=== TASK ITEM ===
Scan the listing and copy each line where the word "PartialEq" is present.

=== DATASET CONTENT ===

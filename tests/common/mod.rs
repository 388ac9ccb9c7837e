// SPDX-License-Identifier: MIT
// Copyright 2026 Roland Dreier <roland@rolandd.dev>

use axum::body::Body;
use axum::http::Request;
use hmac::{Hmac, Mac};
use rank_tracker::config::Config;
use rank_tracker::db::FirestoreDb;
use rank_tracker::routes::create_router;
use rank_tracker::services::{EventDispatcher, TaskTokenVerifier};
use rank_tracker::AppState;
use sha2::Sha256;
use std::sync::Arc;

/// Key ID the test verifier trusts.
pub const TASKS_KEY_ID: &str = "test-tasks-key";
const TASKS_SIGNING_KEY: &str = include_str!("../fixtures/tasks_signing_key.pem");
const TASKS_PUBLIC_KEY: &str = include_str!("../fixtures/tasks_signing_key.pub.pem");
const UNTRUSTED_SIGNING_KEY: &str = include_str!("../fixtures/untrusted_signing_key.pem");

/// Check if emulator is available via environment variable.
#[allow(dead_code)]
pub fn emulator_available() -> bool {
    std::env::var("FIRESTORE_EMULATOR_HOST").is_ok()
}

/// Skip test with message if emulator not available.
#[macro_export]
macro_rules! require_emulator {
    () => {
        if !crate::common::emulator_available() {
            eprintln!("⚠️  Skipping: FIRESTORE_EMULATOR_HOST not set");
            return;
        }
    };
}

/// Create a test database connection.
#[allow(dead_code)]
pub async fn test_db() -> FirestoreDb {
    FirestoreDb::new("test-project")
        .await
        .expect("Failed to connect to Firestore emulator")
}

/// Create a test app over in-memory storage with a local event bus.
///
/// The dispatcher is not running; tests call `drain()` to deliver events.
#[allow(dead_code)]
pub async fn create_test_app() -> (axum::Router, Arc<AppState>, EventDispatcher) {
    create_test_app_with(Config::test_default()).await
}

/// Like `create_test_app`, with a custom config.
#[allow(dead_code)]
pub async fn create_test_app_with(
    config: Config,
) -> (axum::Router, Arc<AppState>, EventDispatcher) {
    let decoding_key = jsonwebtoken::DecodingKey::from_rsa_pem(TASKS_PUBLIC_KEY.as_bytes())
        .expect("Invalid test public key");
    let verifier = TaskTokenVerifier::with_static_key(&config, TASKS_KEY_ID, decoding_key)
        .expect("Failed to build test token verifier");
    let (state, dispatcher) = AppState::in_memory_with_verifier(config, verifier)
        .await
        .expect("Failed to build in-memory state");

    (create_router(state.clone()), state, dispatcher)
}

/// Hex HMAC-SHA256 of `body` under the test webhook secret.
#[allow(dead_code)]
pub fn sign(body: &[u8]) -> String {
    let config = Config::test_default();
    let mut mac = Hmac::<Sha256>::new_from_slice(&config.webhook_secret).unwrap();
    mac.update(body);
    hex::encode(mac.finalize().into_bytes())
}

/// Signed JSON POST.
#[allow(dead_code)]
pub fn signed_post(uri: &str, payload: &serde_json::Value) -> Request<Body> {
    let body = serde_json::to_vec(payload).unwrap();
    Request::builder()
        .method("POST")
        .uri(uri)
        .header("content-type", "application/json")
        .header("x-signature", sign(&body))
        .body(Body::from(body))
        .unwrap()
}

/// Signed POST of a raw body, which need not be valid JSON.
#[allow(dead_code)]
pub fn signed_raw_post(uri: &str, content_type: &str, body: &str) -> Request<Body> {
    Request::builder()
        .method("POST")
        .uri(uri)
        .header("content-type", content_type)
        .header("x-signature", sign(body.as_bytes()))
        .body(Body::from(body.to_string()))
        .unwrap()
}

#[allow(dead_code)]
pub fn get(uri: &str) -> Request<Body> {
    Request::builder().uri(uri).body(Body::empty()).unwrap()
}

/// Read a response body as JSON.
#[allow(dead_code)]
pub async fn body_json(response: axum::response::Response) -> serde_json::Value {
    let bytes = axum::body::to_bytes(response.into_body(), usize::MAX)
        .await
        .unwrap();
    serde_json::from_slice(&bytes).unwrap()
}

/// Claims of a Cloud Tasks OIDC token for this service.
#[allow(dead_code)]
pub fn tasks_claims(config: &Config) -> serde_json::Value {
    let now = chrono::Utc::now().timestamp();
    serde_json::json!({
        "iss": "https://accounts.google.com",
        "aud": config.api_url,
        "sub": "112233445566778899",
        "email": rank_tracker::config::tasks_service_account(&config.gcp_project_id),
        "email_verified": true,
        "iat": now,
        "exp": now + 3600,
    })
}

/// Sign `claims` as RS256 with the trusted test key.
#[allow(dead_code)]
pub fn sign_tasks_token(claims: &serde_json::Value) -> String {
    sign_rs256(TASKS_SIGNING_KEY, claims)
}

/// Sign `claims` with a key the verifier does not trust, under the trusted kid.
#[allow(dead_code)]
pub fn sign_tasks_token_untrusted(claims: &serde_json::Value) -> String {
    sign_rs256(UNTRUSTED_SIGNING_KEY, claims)
}

#[allow(dead_code)]
fn sign_rs256(pem: &str, claims: &serde_json::Value) -> String {
    let mut header = jsonwebtoken::Header::new(jsonwebtoken::Algorithm::RS256);
    header.kid = Some(TASKS_KEY_ID.to_string());
    let key = jsonwebtoken::EncodingKey::from_rsa_pem(pem.as_bytes()).unwrap();
    jsonwebtoken::encode(&header, claims, &key).unwrap()
}

/// A valid bearer token for Cloud Tasks deliveries under the test config.
#[allow(dead_code)]
pub fn tasks_token() -> String {
    sign_tasks_token(&tasks_claims(&Config::test_default()))
}
// SPDX-License-Identifier: MIT
// Copyright 2026 Roland Dreier <roland@rolandd.dev>

//! Leaderboard ranking.
//!
//! Positions are maintained two ways:
//! - incrementally: an upsert recomputes only the touched entry's position
//!   by counting the entries ranked ahead of it;
//! - in bulk: `recalculate_all` sorts every entry once and rewrites any
//!   position that drifted.
//!
//! The bulk sweep is not isolated from concurrent upserts. A position
//! written by an upsert during the sweep may be replaced with the sweep's
//! stale value until the next upsert or sweep.

use crate::db::FirestoreDb;
use crate::error::{AppError, Result};
use crate::models::LeaderboardEntry;
use crate::services::events::{DomainEvent, EventBus};

/// Largest page served by `page`.
pub const MAX_PAGE_SIZE: u32 = 100;

/// Result of an incremental upsert.
#[derive(Debug, Clone, PartialEq, Eq)]
pub struct UpsertOutcome {
    pub entry: LeaderboardEntry,
    /// Position before this upsert (`None` if the entry was created)
    pub previous_position: Option<u32>,
}

impl UpsertOutcome {
    pub fn created(&self) -> bool {
        self.previous_position.is_none()
    }
}

/// Result of a full recalculation.
#[derive(Debug, Clone, Copy, PartialEq, Eq, serde::Serialize)]
pub struct RecalculationSummary {
    pub total_entries: u64,
    /// Entries whose stored position changed
    pub updated: u64,
}

#[derive(Clone)]
pub struct LeaderboardRanker {
    db: FirestoreDb,
    events: EventBus,
}

impl LeaderboardRanker {
    pub fn new(db: FirestoreDb, events: EventBus) -> Self {
        Self { db, events }
    }

    /// Create or update a user's entry and recompute its position.
    ///
    /// Publishes `leaderboard_position_changed` with the resulting position.
    /// Totals only grow, so a total below the stored one is a stale
    /// redelivery and leaves the stored points as they are.
    pub async fn upsert(&self, user_id: &str, total_points: u64) -> Result<UpsertOutcome> {
        let outcome = match self.apply_total(user_id, total_points).await? {
            Some(outcome) => outcome,
            None => match self.create(user_id, total_points).await? {
                Some(entry) => UpsertOutcome {
                    entry,
                    previous_position: None,
                },
                // Lost a create race; the winner's entry is updated instead.
                None => self
                    .apply_total(user_id, total_points)
                    .await?
                    .ok_or_else(|| {
                        AppError::Database(format!(
                            "Leaderboard entry {} vanished after create conflict",
                            user_id
                        ))
                    })?,
            },
        };

        tracing::debug!(
            user_id,
            total_points = outcome.entry.total_points,
            position = outcome.entry.position,
            previous_position = ?outcome.previous_position,
            "Leaderboard entry upserted"
        );

        self.events
            .publish(DomainEvent::LeaderboardPositionChanged {
                user_id: outcome.entry.user_id.clone(),
                position: outcome.entry.position,
                total_points: outcome.entry.total_points,
            })
            .await;

        Ok(outcome)
    }

    /// Create an entry if the user has none; never touches an existing one.
    ///
    /// Returns the stored entry and whether this call created it.
    pub async fn ensure_entry(
        &self,
        user_id: &str,
        total_points: u64,
    ) -> Result<(LeaderboardEntry, bool)> {
        if let Some(existing) = self.db.get_entry(user_id).await? {
            tracing::debug!(user_id, "Leaderboard entry already exists (idempotent skip)");
            return Ok((existing, false));
        }

        match self.create(user_id, total_points).await? {
            Some(entry) => {
                tracing::info!(
                    user_id,
                    position = entry.position,
                    "Leaderboard entry created"
                );
                Ok((entry, true))
            }
            None => {
                let existing = self.db.get_entry(user_id).await?.ok_or_else(|| {
                    AppError::Database(format!(
                        "Leaderboard entry {} vanished after create conflict",
                        user_id
                    ))
                })?;
                Ok((existing, false))
            }
        }
    }

    /// Create a new entry; `None` if another writer created it first.
    async fn create(&self, user_id: &str, total_points: u64) -> Result<Option<LeaderboardEntry>> {
        let now = crate::time_utils::now_rfc3339();
        let mut entry = LeaderboardEntry {
            user_id: user_id.to_string(),
            total_points,
            position: 1,
            created_at: now.clone(),
            updated_at: now,
        };
        entry.position = self.position_for(&entry).await?;

        if self.db.create_entry_if_absent(&entry).await? {
            Ok(Some(entry))
        } else {
            Ok(None)
        }
    }

    /// Merge a total into an existing entry, then recompute its position.
    ///
    /// The points merge is atomic per entry; the position is written
    /// separately and may be briefly stale under concurrent upserts.
    /// Returns `None` if the user has no entry yet.
    async fn apply_total(&self, user_id: &str, total_points: u64) -> Result<Option<UpsertOutcome>> {
        let now = crate::time_utils::now_rfc3339();
        let updated = self
            .db
            .update_entry(user_id, move |stored| {
                let mut next = stored.clone();
                next.total_points = stored.total_points.max(total_points);
                next.updated_at = now;
                next
            })
            .await?;

        let Some((before, mut entry)) = updated else {
            return Ok(None);
        };

        if total_points < before.total_points {
            tracing::debug!(
                user_id,
                stored = before.total_points,
                received = total_points,
                "Ignoring stale total"
            );
        }

        entry.position = self.position_for(&entry).await?;
        self.db
            .set_entry_positions(std::slice::from_ref(&entry))
            .await?;

        Ok(Some(UpsertOutcome {
            entry,
            previous_position: Some(before.position),
        }))
    }

    /// 1 + number of entries ranked ahead of `entry`.
    async fn position_for(&self, entry: &LeaderboardEntry) -> Result<u32> {
        let ahead = self.db.count_entries_outranking(entry).await?;
        Ok(u32::try_from(ahead.saturating_add(1)).unwrap_or(u32::MAX))
    }

    /// Reassign every position from a single sorted pass.
    ///
    /// Only entries whose position changed are written, and each of those
    /// publishes `leaderboard_position_changed` so standings reconcile.
    pub async fn recalculate_all(&self) -> Result<RecalculationSummary> {
        let entries = self.db.list_entries_ranked().await?;
        let total_entries = entries.len() as u64;
        let now = crate::time_utils::now_rfc3339();

        let changed: Vec<LeaderboardEntry> = entries
            .into_iter()
            .zip(1u32..)
            .filter(|(entry, position)| entry.position != *position)
            .map(|(mut entry, position)| {
                entry.position = position;
                entry.updated_at = now.clone();
                entry
            })
            .collect();

        self.db.set_entry_positions(&changed).await?;

        for entry in &changed {
            self.events
                .publish(DomainEvent::LeaderboardPositionChanged {
                    user_id: entry.user_id.clone(),
                    position: entry.position,
                    total_points: entry.total_points,
                })
                .await;
        }

        let summary = RecalculationSummary {
            total_entries,
            updated: changed.len() as u64,
        };

        tracing::info!(
            total_entries = summary.total_entries,
            updated = summary.updated,
            "Leaderboard recalculated"
        );

        Ok(summary)
    }

    /// A page of the leaderboard ordered by position.
    pub async fn page(&self, limit: u32, offset: u32) -> Result<Vec<LeaderboardEntry>> {
        self.db
            .list_entries_page(limit.clamp(1, MAX_PAGE_SIZE), offset)
            .await
    }

    pub async fn position_of(&self, user_id: &str) -> Result<Option<LeaderboardEntry>> {
        self.db.get_entry(user_id).await
    }

    pub async fn count(&self) -> Result<u64> {
        self.db.count_entries().await
    }
}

=== OUTPUT ===
#[derive(Debug, Clone, PartialEq, Eq)]
#[derive(Debug, Clone, Copy, PartialEq, Eq, serde::Serialize)]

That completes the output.